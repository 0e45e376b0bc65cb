// Copyright (c) 2026 Amunchain
// Licensed under the Apache License, Version 2.0 (the "License");
// you may not use this file except in compliance with the License.
// You may obtain a copy of the License at
//     http://www.apache.org/licenses/LICENSE-2.0
// Unless required by applicable law or agreed to in writing, software
// distributed under the License is distributed on an "AS IS" BASIS,
// WITHOUT WARRANTIES OR CONDITIONS OF ANY KIND, either express or implied.
// See the License for the specific language governing permissions and
// limitations under the License.

#![allow(dead_code)]

use std::collections::BTreeSet;
use std::sync::Arc;

use amunchain_hybrid::core::chain::block::{Block, BlockHeader, BlockKind};
use amunchain_hybrid::core::chain::blockchain::LinkedBlock;
use amunchain_hybrid::core::chain::processor::{BlockchainProcessor, GenesisSpec, ProcessorSettings};
use amunchain_hybrid::core::chain::reward::{distribute, RewardInput};
use amunchain_hybrid::core::chain::target::{generation_sequence, next_base_target};
use amunchain_hybrid::core::params::{pos_block_version, BACK_FEES_NUMERATORS, ONE_COIN};
use amunchain_hybrid::core::security::crypto::SecretPhrase;
use amunchain_hybrid::core::state::store::{SledStore, VersionedStore};
use amunchain_hybrid::core::tx::appendix::Attachment;
use amunchain_hybrid::core::tx::coinbase::build_coinbase;
use amunchain_hybrid::core::tx::transaction::{Transaction, TransactionBuilder};
use amunchain_hybrid::core::types::{Clock, FullId, ManualClock, PublicKey, Signature, H256};

pub const GENESIS_TIME: u64 = 1_000;
pub const RICH_BALANCE: i64 = 1_000_000 * ONE_COIN;

pub fn secret(name: &str) -> SecretPhrase {
    SecretPhrase::new(format!("integration {name}"))
}

pub fn public_key(s: &SecretPhrase) -> PublicKey {
    s.public_key().unwrap()
}

pub fn account(s: &SecretPhrase) -> FullId {
    FullId::from_public_key(&public_key(s))
}

/// One node on a temp-dir sled store with `alpha` and `beta` as unchecked forgers and
/// `rich` funded at genesis.
pub struct TestNode {
    pub processor: Arc<BlockchainProcessor>,
    pub clock: Arc<ManualClock>,
    pub alpha: SecretPhrase,
    pub beta: SecretPhrase,
    pub rich: SecretPhrase,
    _dir: tempfile::TempDir,
}

pub fn settings() -> ProcessorSettings {
    ProcessorSettings {
        fake_forgers: BTreeSet::from([account(&secret("alpha")), account(&secret("beta"))]),
        ..ProcessorSettings::default()
    }
}

pub fn genesis() -> GenesisSpec {
    GenesisSpec {
        timestamp: GENESIS_TIME,
        allocations: vec![(public_key(&secret("rich")), RICH_BALANCE)],
    }
}

impl TestNode {
    pub fn new() -> Self {
        Self::with_settings(settings())
    }

    pub fn with_settings(settings: ProcessorSettings) -> Self {
        let dir = tempfile::tempdir().unwrap();
        let store: Arc<dyn VersionedStore> =
            Arc::new(SledStore::open(dir.path().join("db").to_str().unwrap()).unwrap());
        let clock = Arc::new(ManualClock::new(GENESIS_TIME));
        let processor = BlockchainProcessor::open(store, genesis(), settings, clock.clone()).unwrap();
        Self {
            processor: Arc::new(processor),
            clock,
            alpha: secret("alpha"),
            beta: secret("beta"),
            rich: secret("rich"),
            _dir: dir,
        }
    }

    pub fn genesis_id(&self) -> u64 {
        self.processor.chain().block_id_at(0).unwrap().unwrap()
    }

    /// Forge a PoS block `elapsed` seconds after the head.
    pub fn forge_after(&self, who: &SecretPhrase, elapsed: u64) -> LinkedBlock {
        let ts = self.processor.chain().last_block().timestamp() + elapsed;
        self.clock.set(self.clock.now().max(ts));
        self.processor.generate_block(who, ts).unwrap()
    }

    pub fn forge(&self) -> LinkedBlock {
        self.forge_after(&self.alpha, 60)
    }

    pub fn mine_key(&self) -> LinkedBlock {
        let ts = self.processor.chain().last_block().timestamp() + 60;
        self.clock.set(self.clock.now().max(ts));
        self.processor.generate_key_block(&self.alpha, ts, 1_000_000).unwrap()
    }

    pub fn builder(&self, from: &SecretPhrase, attachment: Attachment) -> TransactionBuilder {
        TransactionBuilder::new(public_key(from), attachment)
            .timestamp(self.clock.now())
            .fee(ONE_COIN)
            .ec_block(0, self.genesis_id())
    }

    pub fn payment(&self, from: &SecretPhrase, to: FullId, amount: i64) -> Transaction {
        self.builder(from, Attachment::OrdinaryPayment)
            .recipient(to)
            .amount(amount)
            .sign(from)
            .unwrap()
    }

    pub fn balance(&self, id: FullId) -> i64 {
        self.processor.ledger().balance(id, None).unwrap()
    }

    /// A correctly formed PoS block over `txs` that bypasses the pool.
    pub fn manual_block(&self, who: &SecretPhrase, txs: Vec<Transaction>, elapsed: u64) -> Block {
        let prev = self.processor.chain().last_block();
        let pk = public_key(who);
        let ts = prev.timestamp() + elapsed;
        self.clock.set(self.clock.now().max(ts));
        let height = prev.height + 1;
        let registry = self.processor.registry();
        let mut previous_generators = Vec::new();
        for back in 1..=BACK_FEES_NUMERATORS.len() as u32 {
            let Some(h) = height.checked_sub(back) else { break };
            match self.processor.chain().block_at(h).unwrap() {
                Some(b) => previous_generators.push(b.block.generator_id()),
                None => break,
            }
        }
        let recipients = distribute(&RewardInput {
            kind: BlockKind::Pos,
            height,
            local_height: prev.local_height,
            generator: FullId::from_public_key(&pk),
            fees: txs.iter().map(|t| t.fee()).sum(),
            pays_back_fees: txs.iter().any(|t| !registry.is_back_fee_exempt(t.kind())),
            previous_generators,
        });
        let mut all = vec![build_coinbase(pk, recipients, ts).unwrap()];
        all.extend(txs);
        let header = BlockHeader {
            kind: BlockKind::Pos,
            version: pos_block_version(prev.local_height),
            timestamp: ts,
            previous_block_id: prev.id(),
            previous_block_hash: prev.block.hash(),
            previous_key_block_id: self.processor.chain().read().last_key_id(),
            base_target: next_base_target(prev.block.header().base_target, elapsed),
            bits: prev.block.header().bits,
            nonce: 0,
            generator_public_key: pk,
            generation_sequence: generation_sequence(&prev.block.header().generation_sequence, &pk),
            transactions_root: H256::ZERO,
            forgers_root: H256::ZERO,
            payload_length: 0,
            total_amount: 0,
            total_fee: 0,
            total_reward: 0,
            signature: Signature::ZERO,
        };
        Block::forge(header, all, who).unwrap()
    }
}
use crate::core::chain::block::Block;
use crate::core::chain::blockchain::LinkedBlock;
use crate::core::chain::errors::BlockError;
use crate::core::chain::processor::BlockchainProcessor;
use crate::core::config::SyncConfig;
use crate::core::ledger::LedgerError;
use crate::core::tx::transaction::Transaction;
use crate::monitoring::metrics::Metrics;

use super::peer::{ChainInfo, Peer, PeerError, PeerNetwork, PeerRequest, PeerResponse, MAX_NEXT_BLOCK_IDS};
use super::peer_score::{Decision, PeerScore, ScoreParams};

const FAILURE_PENALTY: i32 = 20;
const SLOW_PENALTY: i32 = 10;
const GOOD_ANSWER: i32 = 1;

/// Sync failure.
#[derive(Debug, Error)]
pub enum SyncError {
    /// The running flag was cleared; results in flight are discarded.
    #[error("sync stopped")]
    Stopped,
    /// No usable peer.
    #[error("no connected peers")]
    NoPeers,
    /// A peer request failed.
    #[error("peer {peer}: {source}")]
    Peer {
        /// Peer address.
        peer: String,
        /// Failure.
        #[source]
        source: PeerError,
    },
    /// Local chain failure.
    #[error(transparent)]
    Block(#[from] BlockError),
    /// A blocking chain task panicked or was cancelled.
    #[error("chain task: {0}")]
    Task(String),
}

impl From<LedgerError> for SyncError {
    fn from(e: LedgerError) -> Self {
        Self::Block(e.into())
    }
}

/// Download loop knobs.
#[derive(Clone, Debug)]
pub struct SyncSettings {
    /// Per-request timeout.
    pub request_timeout: Duration,
    /// Blocks per segment.
    pub segment_size: usize,
    /// Peers tried per segment.
    pub max_segment_retries: u32,
    /// Pause between rounds.
    pub poll_interval: Duration,
    /// Answers slower than this count against the peer.
    pub slow_peer_latency: Duration,
}

impl From<&SyncConfig> for SyncSettings {
    fn from(c: &SyncConfig) -> Self {
        Self {
            request_timeout: Duration::from_millis(c.request_timeout_ms),
            segment_size: c.segment_size.max(1),
            max_segment_retries: c.max_segment_retries.max(1),
            poll_interval: Duration::from_millis(c.poll_interval_ms),
            slow_peer_latency: Duration::from_millis(c.slow_peer_latency_ms),
        }
    }
}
○ ○ ○ ○
*What is being asked:*
Each line above with the word "derive" must be returned.

*Written answer:*
#[derive(Debug, Error)]
#[derive(Clone, Debug)]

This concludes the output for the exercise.